[Start of Attachment]

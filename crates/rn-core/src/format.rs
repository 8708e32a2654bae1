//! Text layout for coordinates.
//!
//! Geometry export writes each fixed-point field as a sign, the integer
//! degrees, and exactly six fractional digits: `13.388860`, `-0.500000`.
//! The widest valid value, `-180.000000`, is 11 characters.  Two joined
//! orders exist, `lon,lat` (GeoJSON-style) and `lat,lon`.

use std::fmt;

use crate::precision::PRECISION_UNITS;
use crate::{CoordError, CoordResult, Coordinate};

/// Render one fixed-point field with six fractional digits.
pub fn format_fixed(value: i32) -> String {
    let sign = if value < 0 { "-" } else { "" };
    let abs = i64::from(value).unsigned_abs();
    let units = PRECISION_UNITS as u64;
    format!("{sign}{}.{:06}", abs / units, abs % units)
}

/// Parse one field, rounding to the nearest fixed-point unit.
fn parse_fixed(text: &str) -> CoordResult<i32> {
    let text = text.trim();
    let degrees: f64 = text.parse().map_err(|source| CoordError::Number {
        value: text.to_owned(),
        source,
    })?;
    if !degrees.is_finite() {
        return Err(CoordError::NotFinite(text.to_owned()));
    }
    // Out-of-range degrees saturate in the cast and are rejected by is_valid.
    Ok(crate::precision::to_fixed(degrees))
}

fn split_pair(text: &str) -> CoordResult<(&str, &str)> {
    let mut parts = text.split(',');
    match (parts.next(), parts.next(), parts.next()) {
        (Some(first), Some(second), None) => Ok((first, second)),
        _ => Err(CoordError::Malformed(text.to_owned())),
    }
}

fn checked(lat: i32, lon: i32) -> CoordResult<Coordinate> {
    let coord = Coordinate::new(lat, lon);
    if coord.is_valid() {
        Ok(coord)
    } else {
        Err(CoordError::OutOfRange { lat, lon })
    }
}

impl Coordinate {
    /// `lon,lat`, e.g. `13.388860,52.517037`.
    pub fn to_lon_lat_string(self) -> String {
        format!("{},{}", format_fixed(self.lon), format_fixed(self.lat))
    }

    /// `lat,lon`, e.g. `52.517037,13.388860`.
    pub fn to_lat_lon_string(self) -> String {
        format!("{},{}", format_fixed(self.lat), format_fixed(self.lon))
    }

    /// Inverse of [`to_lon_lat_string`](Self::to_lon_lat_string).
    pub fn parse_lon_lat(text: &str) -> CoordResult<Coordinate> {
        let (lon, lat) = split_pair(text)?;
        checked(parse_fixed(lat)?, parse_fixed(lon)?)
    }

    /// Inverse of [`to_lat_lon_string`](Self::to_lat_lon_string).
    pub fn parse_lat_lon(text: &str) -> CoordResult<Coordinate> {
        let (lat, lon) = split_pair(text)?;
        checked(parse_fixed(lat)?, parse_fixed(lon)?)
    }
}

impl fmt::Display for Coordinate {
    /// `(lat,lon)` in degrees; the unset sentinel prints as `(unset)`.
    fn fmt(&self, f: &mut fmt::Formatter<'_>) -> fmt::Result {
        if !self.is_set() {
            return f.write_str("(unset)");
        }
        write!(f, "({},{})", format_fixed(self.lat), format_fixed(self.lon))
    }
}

[End of Attachment]

What the task requires
Transcribe the data above exactly as it reads.

Output for this exercise
filename crates/rn-core/src/format.rs
repository 8708e32a2654bae1
//! Text layout for coordinates.
//!
//! Geometry export writes each fixed-point field as a sign, the integer
//! degrees, and exactly six fractional digits: `13.388860`, `-0.500000`.
//! The widest valid value, `-180.000000`, is 11 characters.  Two joined
//! orders exist, `lon,lat` (GeoJSON-style) and `lat,lon`.

use std::fmt;

use crate::precision::PRECISION_UNITS;
use crate::{CoordError, CoordResult, Coordinate};

/// Render one fixed-point field with six fractional digits.
pub fn format_fixed(value: i32) -> String {
    let sign = if value < 0 { "-" } else { "" };
    let abs = i64::from(value).unsigned_abs();
    let units = PRECISION_UNITS as u64;
    format!("{sign}{}.{:06}", abs / units, abs % units)
}

/// Parse one field, rounding to the nearest fixed-point unit.
fn parse_fixed(text: &str) -> CoordResult<i32> {
    let text = text.trim();
    let degrees: f64 = text.parse().map_err(|source| CoordError::Number {
        value: text.to_owned(),
        source,
    })?;
    if !degrees.is_finite() {
        return Err(CoordError::NotFinite(text.to_owned()));
    }
    // Out-of-range degrees saturate in the cast and are rejected by is_valid.
    Ok(crate::precision::to_fixed(degrees))
}

fn split_pair(text: &str) -> CoordResult<(&str, &str)> {
    let mut parts = text.split(',');
    match (parts.next(), parts.next(), parts.next()) {
        (Some(first), Some(second), None) => Ok((first, second)),
        _ => Err(CoordError::Malformed(text.to_owned())),
    }
}

fn checked(lat: i32, lon: i32) -> CoordResult<Coordinate> {
    let coord = Coordinate::new(lat, lon);
    if coord.is_valid() {
        Ok(coord)
    } else {
        Err(CoordError::OutOfRange { lat, lon })
    }
}

impl Coordinate {
    /// `lon,lat`, e.g. `13.388860,52.517037`.
    pub fn to_lon_lat_string(self) -> String {
        format!("{},{}", format_fixed(self.lon), format_fixed(self.lat))
    }

    /// `lat,lon`, e.g. `52.517037,13.388860`.
    pub fn to_lat_lon_string(self) -> String {
        format!("{},{}", format_fixed(self.lat), format_fixed(self.lon))
    }

    /// Inverse of [`to_lon_lat_string`](Self::to_lon_lat_string).
    pub fn parse_lon_lat(text: &str) -> CoordResult<Coordinate> {
        let (lon, lat) = split_pair(text)?;
        checked(parse_fixed(lat)?, parse_fixed(lon)?)
    }

    /// Inverse of [`to_lat_lon_string`](Self::to_lat_lon_string).
    pub fn parse_lat_lon(text: &str) -> CoordResult<Coordinate> {
        let (lat, lon) = split_pair(text)?;
        checked(parse_fixed(lat)?, parse_fixed(lon)?)
    }
}

impl fmt::Display for Coordinate {
    /// `(lat,lon)` in degrees; the unset sentinel prints as `(unset)`.
    fn fmt(&self, f: &mut fmt::Formatter<'_>) -> fmt::Result {
        if !self.is_set() {
            return f.write_str("(unset)");
        }
        write!(f, "({},{})", format_fixed(self.lat), format_fixed(self.lon))
    }
}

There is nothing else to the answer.